El comisario dejó su número de teléfono. Y, a continuación, todos abandonaron la tienda.

Tras haberse alejado un trecho, Krause comentó:

—Me choca que no hayamos oído hablar nunca de este Hauke, Emil. Es un pillo de manual. El hecho de presentar una coartada es como una confesión de culpabilidad.

Glockner asintió.

—Tengo la misma impresión. Probablemente colaboran los dos en el mismo asunto. Otto Nitschl es el de la llamada; Hauke, el que maneja los hilos a la sombra. En cualquier caso, ya están advertidos. Sospecho que cederán y la compañía de ferrocarriles descansará de nuevo. Aunque si ocurre tal cosa, lo tendremos difícil. ¿Cómo podremos demostrarles un intento de chantaje?

Krause se echó a reír.

—No lo conseguiremos. Un caso sin solucionar. Como no se han producido daños, no hemos de entristecernos. Sólo me preocupo por Pfeifer. Tendrá un nuevo motivo para criticarnos. Pero también esto se pasará. Hace poco he oído por casualidad que pronto nos libraremos de él. A mediados de año lo trasladan.

—Me alegrará —admitió Glockner con un gesto—. Ya que estamos aquí, pasemos a ver qué hace Schulzl-Müller.

—Hace un rato dormía sobre su mesa del despacho —dijo Albóndiga—. Y seguramente necesitará dormir más.

Pero, si esperaban encontrarse con una marmota, quedaron muy decepcionados.

El jefe de estación seguía sentado ante su escritorio, pero no dormía, sino que temblaba.

—La noticia —gimió—, la noticia… acaba de llegar. Un… un aviso por el teléfono del ferrocarril.

—¿Y de qué se trata? —preguntó Glockner.

—Un… un atentado. Otro atentado. Un atentado contra «Flecha de Plata».

Silencio.

Los cuatro amigos se miraron.

También Glockner y Krause intercambiaron una mirada.

—Acaba de ocurrir. Hace unos pocos minutos —Schulzl-Müller se restregó su pálida cara y se dio unos golpecitos en el labio inferior, como si tuviera que revitalizarlo.

—¿Son grandes los daños? —preguntó Glockner.

—No, gracias a Dios. Sólo ha quedado dañada la locomotora. El maquinista estaba enterado de lo de ayer. Ha debido de ser cosa de instinto. El caso es que conducía con mucha precaución. Ha atravesado el túnel deslizándose, como dice él. A pesar de todo, se ha visto obligado a frenar violentamente, pues vio demasiado tarde la barrera de piedras, el muro de rocas y chocó con él.

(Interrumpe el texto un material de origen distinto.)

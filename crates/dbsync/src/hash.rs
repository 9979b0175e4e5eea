//! Content hashing.

use serde::Serialize;
use sha2::{Digest, Sha256};

use crate::error::Result;

/// Hex SHA-256 of the JSON serialization of `value`.
pub fn content_hash<T: Serialize + ?Sized>(value: &T) -> Result<String> {
    let bytes = serde_json::to_vec(value)?;
    Ok(format!("{:x}", Sha256::digest(&bytes)))
}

Pero la locomotora no ha descarrilado. Tres viajeros han salido dando volteretas por el compartimento. Sólo heridas leves.

—¿Cómo es eso? —preguntó Glockner sorprendido—. ¿En el túnel del Diablo? ¿Es decir: un atentado en el mismo punto?

—Casi en el mismo punto —asintió Schulzl-Müller.

—¿Casi?

—Esta vez el obstáculo estaba colocado en la entrada del túnel. Al aire libre.

—¿Puedo utilizar su teléfono? —dijo Glockner alargando la mano hacia él.

En ese momento sonó el aparato.

Glockner se encogió de hombros y pasó el auricular a Schulzl-Müller.

El ferroviario se presentó. Luego abrió unos ojos como platos. Su cara se alargó y Schulzl-Müller comenzó a gesticular con la mano libre.

Mantuvo el auricular de modo que la voz de la mujer que hacía la llamada se oyera en la habitación.

Nadie respiraba. En medio del silencio podía entenderse cada una de sus palabras.

—… acabamos de atentar contra el «Flecha de Plata». A modo de advertencia. Si no nos toman en serio, las cosas pueden torcerse para la compañía nacional. Tenemos también explosivos. O nos pagan un millón de marcos, como hemos pedido, o dentro de poco volarán algunos edificios por los aires. ¿Me ha entendido?

—Si… señora —tartamudeó Schulzl-Müller—. Edi… edificios volarán por los aires. ¡Pero, por el amor de Dios, respeten nuestra estación! ¡Piense cuántos arreglos se han llevado a cabo aquí y cómo…! Ya, vaya. Entiendo. Eso no le preocupa.

—¡No sea idiota! —le recriminó rudamente la mujer de la llamada—. Le voy a transmitir ahora nuestras condiciones. ¡Apunte! Esta noche, a las 23 horas, será depositada una maleta con el dinero —es decir, con un millón— por usted mismo, Schulzl-Müller, en un armario de la consigna: deberá ser un armario concreto: el número 234. ¿Comprendido?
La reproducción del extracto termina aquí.